◆ **Exercise**
If a line in the records below contains the word "level", copy it out.

** Opening Record set block **

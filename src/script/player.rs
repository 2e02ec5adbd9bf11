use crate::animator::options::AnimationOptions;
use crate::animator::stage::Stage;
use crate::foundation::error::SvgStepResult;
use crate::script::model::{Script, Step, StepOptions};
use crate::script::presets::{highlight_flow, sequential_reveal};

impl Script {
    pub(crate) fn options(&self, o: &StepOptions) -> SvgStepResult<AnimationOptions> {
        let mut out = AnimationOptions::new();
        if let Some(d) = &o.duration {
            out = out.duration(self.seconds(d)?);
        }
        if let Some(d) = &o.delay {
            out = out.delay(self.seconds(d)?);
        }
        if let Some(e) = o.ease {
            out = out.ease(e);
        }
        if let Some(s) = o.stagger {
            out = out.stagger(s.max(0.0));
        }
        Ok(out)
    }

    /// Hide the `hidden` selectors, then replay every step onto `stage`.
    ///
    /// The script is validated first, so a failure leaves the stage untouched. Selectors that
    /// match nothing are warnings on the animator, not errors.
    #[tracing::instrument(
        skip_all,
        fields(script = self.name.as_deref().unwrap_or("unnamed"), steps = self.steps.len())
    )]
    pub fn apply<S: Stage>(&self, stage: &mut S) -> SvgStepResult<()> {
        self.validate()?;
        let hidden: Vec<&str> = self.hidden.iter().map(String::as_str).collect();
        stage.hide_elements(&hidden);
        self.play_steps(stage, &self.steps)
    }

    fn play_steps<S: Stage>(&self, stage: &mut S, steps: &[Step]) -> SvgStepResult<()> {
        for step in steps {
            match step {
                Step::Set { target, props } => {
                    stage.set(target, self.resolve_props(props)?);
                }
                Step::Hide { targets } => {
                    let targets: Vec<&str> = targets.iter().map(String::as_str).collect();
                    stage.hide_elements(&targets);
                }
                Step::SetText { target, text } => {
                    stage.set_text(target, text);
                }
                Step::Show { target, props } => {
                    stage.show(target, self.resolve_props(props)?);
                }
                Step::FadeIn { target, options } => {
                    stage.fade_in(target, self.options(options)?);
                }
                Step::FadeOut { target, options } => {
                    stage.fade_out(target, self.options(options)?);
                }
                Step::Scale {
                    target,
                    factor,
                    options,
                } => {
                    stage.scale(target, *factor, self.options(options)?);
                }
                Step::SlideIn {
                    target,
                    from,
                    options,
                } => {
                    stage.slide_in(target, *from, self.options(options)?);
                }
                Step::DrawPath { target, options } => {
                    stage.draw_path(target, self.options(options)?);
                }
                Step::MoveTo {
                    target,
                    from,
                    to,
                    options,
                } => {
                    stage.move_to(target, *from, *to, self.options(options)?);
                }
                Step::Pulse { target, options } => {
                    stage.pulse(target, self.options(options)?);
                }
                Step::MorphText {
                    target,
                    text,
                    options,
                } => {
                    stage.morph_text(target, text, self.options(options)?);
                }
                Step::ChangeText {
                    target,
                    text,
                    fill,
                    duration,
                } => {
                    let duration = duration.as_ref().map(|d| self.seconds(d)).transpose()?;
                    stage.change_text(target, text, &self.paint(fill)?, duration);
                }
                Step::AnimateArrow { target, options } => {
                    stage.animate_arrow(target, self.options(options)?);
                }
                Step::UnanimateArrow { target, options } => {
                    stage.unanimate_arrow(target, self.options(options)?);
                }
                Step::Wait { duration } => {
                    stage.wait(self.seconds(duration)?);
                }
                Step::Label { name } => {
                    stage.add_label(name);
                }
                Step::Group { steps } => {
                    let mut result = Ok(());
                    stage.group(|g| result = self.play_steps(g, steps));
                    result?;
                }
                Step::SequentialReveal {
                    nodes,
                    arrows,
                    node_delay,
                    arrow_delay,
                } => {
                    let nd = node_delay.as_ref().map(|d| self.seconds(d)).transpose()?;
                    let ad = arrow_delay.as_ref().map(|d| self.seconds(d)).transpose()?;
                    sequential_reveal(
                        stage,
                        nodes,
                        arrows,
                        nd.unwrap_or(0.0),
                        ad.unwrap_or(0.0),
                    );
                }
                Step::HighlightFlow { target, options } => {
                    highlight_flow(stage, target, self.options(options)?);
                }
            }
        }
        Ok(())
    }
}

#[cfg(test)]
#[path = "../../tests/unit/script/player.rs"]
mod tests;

** Closing Record set block **
** Opening Record set block **

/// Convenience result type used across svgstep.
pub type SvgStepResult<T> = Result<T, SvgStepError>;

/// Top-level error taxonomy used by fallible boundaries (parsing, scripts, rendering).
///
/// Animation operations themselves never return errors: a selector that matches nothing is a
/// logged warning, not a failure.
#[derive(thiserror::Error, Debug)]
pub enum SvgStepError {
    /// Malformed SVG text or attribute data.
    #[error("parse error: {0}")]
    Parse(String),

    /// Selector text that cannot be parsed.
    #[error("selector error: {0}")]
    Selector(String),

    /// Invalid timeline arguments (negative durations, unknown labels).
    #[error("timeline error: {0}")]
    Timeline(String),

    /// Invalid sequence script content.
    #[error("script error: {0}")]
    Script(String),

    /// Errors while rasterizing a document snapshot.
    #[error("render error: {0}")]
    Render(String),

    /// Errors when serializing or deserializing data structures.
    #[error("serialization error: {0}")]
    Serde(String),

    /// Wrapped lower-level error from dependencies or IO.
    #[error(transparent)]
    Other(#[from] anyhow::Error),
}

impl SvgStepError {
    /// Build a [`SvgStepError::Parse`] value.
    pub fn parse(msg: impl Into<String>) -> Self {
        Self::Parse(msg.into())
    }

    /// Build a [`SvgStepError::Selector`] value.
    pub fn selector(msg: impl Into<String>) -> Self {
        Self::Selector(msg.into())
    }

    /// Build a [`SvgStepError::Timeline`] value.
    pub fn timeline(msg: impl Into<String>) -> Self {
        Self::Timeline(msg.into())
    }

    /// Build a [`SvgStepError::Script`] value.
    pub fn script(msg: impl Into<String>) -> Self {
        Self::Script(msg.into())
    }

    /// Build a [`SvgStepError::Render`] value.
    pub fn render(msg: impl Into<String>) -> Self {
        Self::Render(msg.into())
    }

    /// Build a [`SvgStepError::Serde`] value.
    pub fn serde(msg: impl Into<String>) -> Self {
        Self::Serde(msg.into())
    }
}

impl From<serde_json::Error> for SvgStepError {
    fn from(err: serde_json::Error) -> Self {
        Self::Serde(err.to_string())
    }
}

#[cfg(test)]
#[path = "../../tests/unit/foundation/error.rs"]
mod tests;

** Closing Record set block **

◆ **Response**
/// Top-level error taxonomy used by fallible boundaries (parsing, scripts, rendering).
    /// Wrapped lower-level error from dependencies or IO.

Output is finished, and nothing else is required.